Entre el verano de 1914 y noviembre de 1918 miles de extranjeros (alrededor de 35.000, según la mayoría de los estudios) sirvieron en las filas de la Legión Extranjera, participando en un gran número de combates y padeciendo las terribles condiciones de vida en las trincheras. Eran hombres venidos de todo el mundo, muchos de ellos ya previamente inmigrantes en Francia: italianos, suizos, belgas, polacos, estadounidenses, griegos, rumanos, latinoamericanos… Y, en medio de ese crisol de culturas, también españoles y andaluces.
LOS ANDALUCES EN LA PRIMERA GUERRA MUNDIAL. Durante décadas ha resultado sumamente complicado determinar el número de españoles que se alistaron en la Legión Extranjera entre 1914 y 1918. En buena parte, ello se debió a las restricciones a la consulta de sus archivos en Aubagne (Bouches-du-Rhône, Francia) impuestas por sus propias autoridades.
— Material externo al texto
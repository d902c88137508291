use serde::{Serialize, Serializer};
use std::fmt;
use std::str::FromStr;

use crate::query::fields_param;

/// Result set queried on the portal: one row per sequencing run.
pub const RESULT_TYPE: &str = "read_run";

#[derive(Debug, Clone, Copy, PartialEq, Eq, Default, Serialize)]
#[serde(rename_all = "lowercase")]
pub enum OutputFormat {
    #[default]
    Tsv,
    Json,
}

impl OutputFormat {
    pub fn as_str(self) -> &'static str {
        match self {
            OutputFormat::Tsv => "tsv",
            OutputFormat::Json => "json",
        }
    }

    /// File extension used for default output names.
    pub fn extension(self) -> &'static str {
        self.as_str()
    }
}

impl fmt::Display for OutputFormat {
    fn fmt(&self, f: &mut fmt::Formatter<'_>) -> fmt::Result {
        f.write_str(self.as_str())
    }
}

impl FromStr for OutputFormat {
    type Err = String;

    fn from_str(s: &str) -> Result<Self, Self::Err> {
        match s.trim().to_ascii_lowercase().as_str() {
            "tsv" => Ok(OutputFormat::Tsv),
            "json" => Ok(OutputFormat::Json),
            other => Err(format!("unsupported format '{other}' (expected tsv or json)")),
        }
    }
}

/// Form body for the portal search endpoint.
///
/// Serializes to exactly the keys `result`, `query`, `fields`, `format` and `limit`.
/// A limit of 0 is sent as `"0"`, which the portal treats as unbounded.
#[derive(Debug, Clone, PartialEq, Eq, Serialize)]
pub struct RequestPayload {
    result: &'static str,
    query: String,
    fields: String,
    format: OutputFormat,
    #[serde(serialize_with = "limit_as_string")]
    limit: u64,
}

fn limit_as_string<S: Serializer>(limit: &u64, s: S) -> Result<S::Ok, S::Error> {
    s.serialize_str(&limit.to_string())
}

impl RequestPayload {
    pub fn new(query: impl Into<String>, format: OutputFormat, limit: u64) -> Self {
        Self {
            result: RESULT_TYPE,
            query: query.into(),
            fields: fields_param(),
            format,
            limit,
        }
    }

    pub fn query(&self) -> &str {
        &self.query
    }

    pub fn format(&self) -> OutputFormat {
        self.format
    }

    pub fn limit(&self) -> u64 {
        self.limit
    }

    /// Key/value pairs in form order; mostly useful for logging and tests.
    pub fn to_form(&self) -> Vec<(&'static str, String)> {
        vec![
            ("result", self.result.to_string()),
            ("query", self.query.clone()),
            ("fields", self.fields.clone()),
            ("format", self.format.to_string()),
            ("limit", self.limit.to_string()),
        ]
    }
}

#[cfg(test)]
mod tests {
    use super::*;
    use serde_json::Value;

    #[test]
    fn test_payload_keys_exact() {
        let payload = RequestPayload::new(
            "tax_eq(9606) AND library_strategy=\"WGS\"",
            OutputFormat::Json,
            25,
        );
        let value = serde_json::to_value(&payload).unwrap();
        let obj = value.as_object().unwrap();

        let mut keys: Vec<&str> = obj.keys().map(String::as_str).collect();
        keys.sort_unstable();
        assert_eq!(keys, ["fields", "format", "limit", "query", "result"]);

        assert_eq!(obj["result"], "read_run");
        assert_eq!(obj["format"], "json");
        assert_eq!(obj["limit"], Value::String("25".to_string()));
    }

    #[test]
    fn test_zero_limit_is_sent() {
        let payload = RequestPayload::new("q", OutputFormat::Tsv, 0);
        let form = payload.to_form();
        assert!(form.contains(&("limit", "0".to_string())));

        let value = serde_json::to_value(&payload).unwrap();
        assert_eq!(value["limit"], "0");
    }

    #[test]
    fn test_format_parsing() {
        assert_eq!("TSV".parse::<OutputFormat>().unwrap(), OutputFormat::Tsv);
        assert_eq!(" json ".parse::<OutputFormat>().unwrap(), OutputFormat::Json);
        assert!("xml".parse::<OutputFormat>().is_err());
    }
}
Además, las propias fuentes en las que se registraron los datos de los combatientes presentan numerosas omisiones o, incluso, datos que pueden inducir a error, y su diversa tipología dificulta la labor de seriar y completar la información.
Con todo, la apertura parcial de los archivos y el contraste de las fuentes militares oficiales con los datos recabados por el doctor barcelonés Joan Solé i Pla en los años veinte permite identificar un mínimo de 1.533 españoles alistados en la Legión Extranjera francesa en algún momento del transcurso del conflicto. Ese número mínimo, que podemos reconocer de manera fehaciente a través de las fuentes, podría aumentar en algunos centenares más si en un futuro se abre a la consulta la totalidad de los expedientes individuales de los antiguos combatientes conservados en el Bureau des Anciens de la Légion étrangère (BALE).